:: MATERIAL SHOWN ::

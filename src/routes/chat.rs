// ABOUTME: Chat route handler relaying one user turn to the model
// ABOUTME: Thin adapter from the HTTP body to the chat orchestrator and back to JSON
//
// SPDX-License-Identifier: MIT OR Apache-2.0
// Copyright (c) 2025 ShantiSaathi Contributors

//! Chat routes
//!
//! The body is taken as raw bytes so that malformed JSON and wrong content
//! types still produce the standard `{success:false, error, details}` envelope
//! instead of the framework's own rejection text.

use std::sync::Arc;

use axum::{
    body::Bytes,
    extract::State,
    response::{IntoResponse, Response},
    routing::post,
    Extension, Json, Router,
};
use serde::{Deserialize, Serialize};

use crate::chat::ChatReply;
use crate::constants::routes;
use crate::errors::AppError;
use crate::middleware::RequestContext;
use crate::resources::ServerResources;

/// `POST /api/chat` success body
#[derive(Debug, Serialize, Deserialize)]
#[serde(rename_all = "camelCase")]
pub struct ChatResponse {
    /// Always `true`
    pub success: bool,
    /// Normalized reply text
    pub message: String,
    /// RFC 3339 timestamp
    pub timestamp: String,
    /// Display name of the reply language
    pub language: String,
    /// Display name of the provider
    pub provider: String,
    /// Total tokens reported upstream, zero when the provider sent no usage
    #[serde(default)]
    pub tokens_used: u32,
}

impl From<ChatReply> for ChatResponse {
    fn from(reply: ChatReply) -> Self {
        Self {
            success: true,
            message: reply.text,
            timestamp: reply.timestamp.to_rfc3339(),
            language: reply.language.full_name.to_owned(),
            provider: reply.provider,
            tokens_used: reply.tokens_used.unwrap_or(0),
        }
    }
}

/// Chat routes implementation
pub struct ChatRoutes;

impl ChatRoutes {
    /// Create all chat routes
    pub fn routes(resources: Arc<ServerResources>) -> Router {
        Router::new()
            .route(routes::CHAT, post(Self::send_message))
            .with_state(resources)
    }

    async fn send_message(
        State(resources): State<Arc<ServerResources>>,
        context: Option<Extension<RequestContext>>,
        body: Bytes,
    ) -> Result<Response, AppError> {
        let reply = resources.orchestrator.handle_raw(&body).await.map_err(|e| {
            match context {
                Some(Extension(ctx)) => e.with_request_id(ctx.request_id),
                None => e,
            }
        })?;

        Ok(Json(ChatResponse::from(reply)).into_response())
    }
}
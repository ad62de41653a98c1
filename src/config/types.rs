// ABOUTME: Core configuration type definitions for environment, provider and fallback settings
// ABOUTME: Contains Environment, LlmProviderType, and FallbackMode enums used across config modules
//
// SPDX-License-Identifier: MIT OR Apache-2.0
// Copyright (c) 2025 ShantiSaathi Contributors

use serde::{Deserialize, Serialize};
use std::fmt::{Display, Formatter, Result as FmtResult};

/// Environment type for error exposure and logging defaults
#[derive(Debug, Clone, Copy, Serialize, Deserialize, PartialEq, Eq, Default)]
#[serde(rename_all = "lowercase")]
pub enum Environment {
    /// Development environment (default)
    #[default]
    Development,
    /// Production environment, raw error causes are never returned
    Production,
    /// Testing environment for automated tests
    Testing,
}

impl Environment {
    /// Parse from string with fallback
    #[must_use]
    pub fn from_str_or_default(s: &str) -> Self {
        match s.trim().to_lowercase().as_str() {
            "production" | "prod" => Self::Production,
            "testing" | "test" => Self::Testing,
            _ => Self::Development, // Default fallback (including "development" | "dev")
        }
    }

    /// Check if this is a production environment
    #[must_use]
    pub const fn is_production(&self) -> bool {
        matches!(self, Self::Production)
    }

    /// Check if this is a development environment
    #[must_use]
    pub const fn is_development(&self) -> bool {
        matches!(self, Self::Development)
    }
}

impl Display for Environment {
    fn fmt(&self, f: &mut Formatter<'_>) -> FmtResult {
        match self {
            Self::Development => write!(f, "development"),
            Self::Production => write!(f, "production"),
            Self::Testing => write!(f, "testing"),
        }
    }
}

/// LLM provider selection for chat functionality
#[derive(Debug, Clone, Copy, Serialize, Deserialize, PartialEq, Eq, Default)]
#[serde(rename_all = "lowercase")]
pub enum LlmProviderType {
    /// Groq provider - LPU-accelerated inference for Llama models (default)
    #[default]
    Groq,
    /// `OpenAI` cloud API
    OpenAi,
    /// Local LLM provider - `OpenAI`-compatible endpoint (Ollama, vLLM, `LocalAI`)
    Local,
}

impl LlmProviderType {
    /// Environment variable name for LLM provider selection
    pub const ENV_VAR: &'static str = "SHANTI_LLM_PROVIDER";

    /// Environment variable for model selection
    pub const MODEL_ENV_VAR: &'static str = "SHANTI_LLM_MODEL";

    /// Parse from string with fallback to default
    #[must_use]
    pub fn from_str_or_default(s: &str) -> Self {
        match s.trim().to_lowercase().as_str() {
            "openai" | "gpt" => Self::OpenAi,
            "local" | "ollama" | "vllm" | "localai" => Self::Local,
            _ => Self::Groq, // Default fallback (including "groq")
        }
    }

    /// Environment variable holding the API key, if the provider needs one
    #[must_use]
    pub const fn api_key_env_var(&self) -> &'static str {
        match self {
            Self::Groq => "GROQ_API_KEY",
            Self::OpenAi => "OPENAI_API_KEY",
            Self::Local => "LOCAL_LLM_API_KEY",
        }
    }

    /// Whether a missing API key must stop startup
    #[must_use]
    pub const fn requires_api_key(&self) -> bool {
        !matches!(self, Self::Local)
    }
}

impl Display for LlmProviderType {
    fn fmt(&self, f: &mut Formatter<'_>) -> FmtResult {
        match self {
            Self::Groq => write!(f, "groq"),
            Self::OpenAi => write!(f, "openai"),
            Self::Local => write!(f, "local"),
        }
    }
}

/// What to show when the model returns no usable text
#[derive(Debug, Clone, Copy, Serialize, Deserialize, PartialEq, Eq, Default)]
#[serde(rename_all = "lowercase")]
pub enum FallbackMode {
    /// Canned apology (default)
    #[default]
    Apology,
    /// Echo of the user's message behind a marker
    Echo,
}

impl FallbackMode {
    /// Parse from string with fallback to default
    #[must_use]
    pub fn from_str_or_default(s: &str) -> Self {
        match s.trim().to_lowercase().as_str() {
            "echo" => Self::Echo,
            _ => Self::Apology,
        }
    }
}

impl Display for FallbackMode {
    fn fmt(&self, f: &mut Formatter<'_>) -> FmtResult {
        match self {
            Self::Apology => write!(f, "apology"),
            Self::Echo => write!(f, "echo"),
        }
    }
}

:::

» **PROBLEM REQUIREMENTS**
Repeat the listing in full so that each line matches exactly.

» **TASK SOLUTION**
filename src/routes/chat.rs
// ABOUTME: Chat route handler relaying one user turn to the model
// ABOUTME: Thin adapter from the HTTP body to the chat orchestrator and back to JSON
//
// SPDX-License-Identifier: MIT OR Apache-2.0
// Copyright (c) 2025 ShantiSaathi Contributors

//! Chat routes
//!
//! The body is taken as raw bytes so that malformed JSON and wrong content
//! types still produce the standard `{success:false, error, details}` envelope
//! instead of the framework's own rejection text.

use std::sync::Arc;

use axum::{
    body::Bytes,
    extract::State,
    response::{IntoResponse, Response},
    routing::post,
    Extension, Json, Router,
};
use serde::{Deserialize, Serialize};

use crate::chat::ChatReply;
use crate::constants::routes;
use crate::errors::AppError;
use crate::middleware::RequestContext;
use crate::resources::ServerResources;

/// `POST /api/chat` success body
#[derive(Debug, Serialize, Deserialize)]
#[serde(rename_all = "camelCase")]
pub struct ChatResponse {
    /// Always `true`
    pub success: bool,
    /// Normalized reply text
    pub message: String,
    /// RFC 3339 timestamp
    pub timestamp: String,
    /// Display name of the reply language
    pub language: String,
    /// Display name of the provider
    pub provider: String,
    /// Total tokens reported upstream, zero when the provider sent no usage
    #[serde(default)]
    pub tokens_used: u32,
}

impl From<ChatReply> for ChatResponse {
    fn from(reply: ChatReply) -> Self {
        Self {
            success: true,
            message: reply.text,
            timestamp: reply.timestamp.to_rfc3339(),
            language: reply.language.full_name.to_owned(),
            provider: reply.provider,
            tokens_used: reply.tokens_used.unwrap_or(0),
        }
    }
}

/// Chat routes implementation
pub struct ChatRoutes;

impl ChatRoutes {
    /// Create all chat routes
    pub fn routes(resources: Arc<ServerResources>) -> Router {
        Router::new()
            .route(routes::CHAT, post(Self::send_message))
            .with_state(resources)
    }

    async fn send_message(
        State(resources): State<Arc<ServerResources>>,
        context: Option<Extension<RequestContext>>,
        body: Bytes,
    ) -> Result<Response, AppError> {
        let reply = resources.orchestrator.handle_raw(&body).await.map_err(|e| {
            match context {
                Some(Extension(ctx)) => e.with_request_id(ctx.request_id),
                None => e,
            }
        })?;

        Ok(Json(ChatResponse::from(reply)).into_response())
    }
}
repository ad62de41653a98c1
filename src/config/types.rs
// ABOUTME: Core configuration type definitions for environment, provider and fallback settings
// ABOUTME: Contains Environment, LlmProviderType, and FallbackMode enums used across config modules
//
// SPDX-License-Identifier: MIT OR Apache-2.0
// Copyright (c) 2025 ShantiSaathi Contributors

use serde::{Deserialize, Serialize};
use std::fmt::{Display, Formatter, Result as FmtResult};

/// Environment type for error exposure and logging defaults
#[derive(Debug, Clone, Copy, Serialize, Deserialize, PartialEq, Eq, Default)]
#[serde(rename_all = "lowercase")]
pub enum Environment {
    /// Development environment (default)
    #[default]
    Development,
    /// Production environment, raw error causes are never returned
    Production,
    /// Testing environment for automated tests
    Testing,
}

impl Environment {
    /// Parse from string with fallback
    #[must_use]
    pub fn from_str_or_default(s: &str) -> Self {
        match s.trim().to_lowercase().as_str() {
            "production" | "prod" => Self::Production,
            "testing" | "test" => Self::Testing,
            _ => Self::Development, // Default fallback (including "development" | "dev")
        }
    }

    /// Check if this is a production environment
    #[must_use]
    pub const fn is_production(&self) -> bool {
        matches!(self, Self::Production)
    }

    /// Check if this is a development environment
    #[must_use]
    pub const fn is_development(&self) -> bool {
        matches!(self, Self::Development)
    }
}

impl Display for Environment {
    fn fmt(&self, f: &mut Formatter<'_>) -> FmtResult {
        match self {
            Self::Development => write!(f, "development"),
            Self::Production => write!(f, "production"),
            Self::Testing => write!(f, "testing"),
        }
    }
}

/// LLM provider selection for chat functionality
#[derive(Debug, Clone, Copy, Serialize, Deserialize, PartialEq, Eq, Default)]
#[serde(rename_all = "lowercase")]
pub enum LlmProviderType {
    /// Groq provider - LPU-accelerated inference for Llama models (default)
    #[default]
    Groq,
    /// `OpenAI` cloud API
    OpenAi,
    /// Local LLM provider - `OpenAI`-compatible endpoint (Ollama, vLLM, `LocalAI`)
    Local,
}

impl LlmProviderType {
    /// Environment variable name for LLM provider selection
    pub const ENV_VAR: &'static str = "SHANTI_LLM_PROVIDER";

    /// Environment variable for model selection
    pub const MODEL_ENV_VAR: &'static str = "SHANTI_LLM_MODEL";

    /// Parse from string with fallback to default
    #[must_use]
    pub fn from_str_or_default(s: &str) -> Self {
        match s.trim().to_lowercase().as_str() {
            "openai" | "gpt" => Self::OpenAi,
            "local" | "ollama" | "vllm" | "localai" => Self::Local,
            _ => Self::Groq, // Default fallback (including "groq")
        }
    }

    /// Environment variable holding the API key, if the provider needs one
    #[must_use]
    pub const fn api_key_env_var(&self) -> &'static str {
        match self {
            Self::Groq => "GROQ_API_KEY",
            Self::OpenAi => "OPENAI_API_KEY",
            Self::Local => "LOCAL_LLM_API_KEY",
        }
    }

    /// Whether a missing API key must stop startup
    #[must_use]
    pub const fn requires_api_key(&self) -> bool {
        !matches!(self, Self::Local)
    }
}

impl Display for LlmProviderType {
    fn fmt(&self, f: &mut Formatter<'_>) -> FmtResult {
        match self {
            Self::Groq => write!(f, "groq"),
            Self::OpenAi => write!(f, "openai"),
            Self::Local => write!(f, "local"),
        }
    }
}

/// What to show when the model returns no usable text
#[derive(Debug, Clone, Copy, Serialize, Deserialize, PartialEq, Eq, Default)]
#[serde(rename_all = "lowercase")]
pub enum FallbackMode {
    /// Canned apology (default)
    #[default]
    Apology,
    /// Echo of the user's message behind a marker
    Echo,
}

impl FallbackMode {
    /// Parse from string with fallback to default
    #[must_use]
    pub fn from_str_or_default(s: &str) -> Self {
        match s.trim().to_lowercase().as_str() {
            "echo" => Self::Echo,
            _ => Self::Apology,
        }
    }
}

impl Display for FallbackMode {
    fn fmt(&self, f: &mut Formatter<'_>) -> FmtResult {
        match self {
            Self::Apology => write!(f, "apology"),
            Self::Echo => write!(f, "echo"),
        }
    }
}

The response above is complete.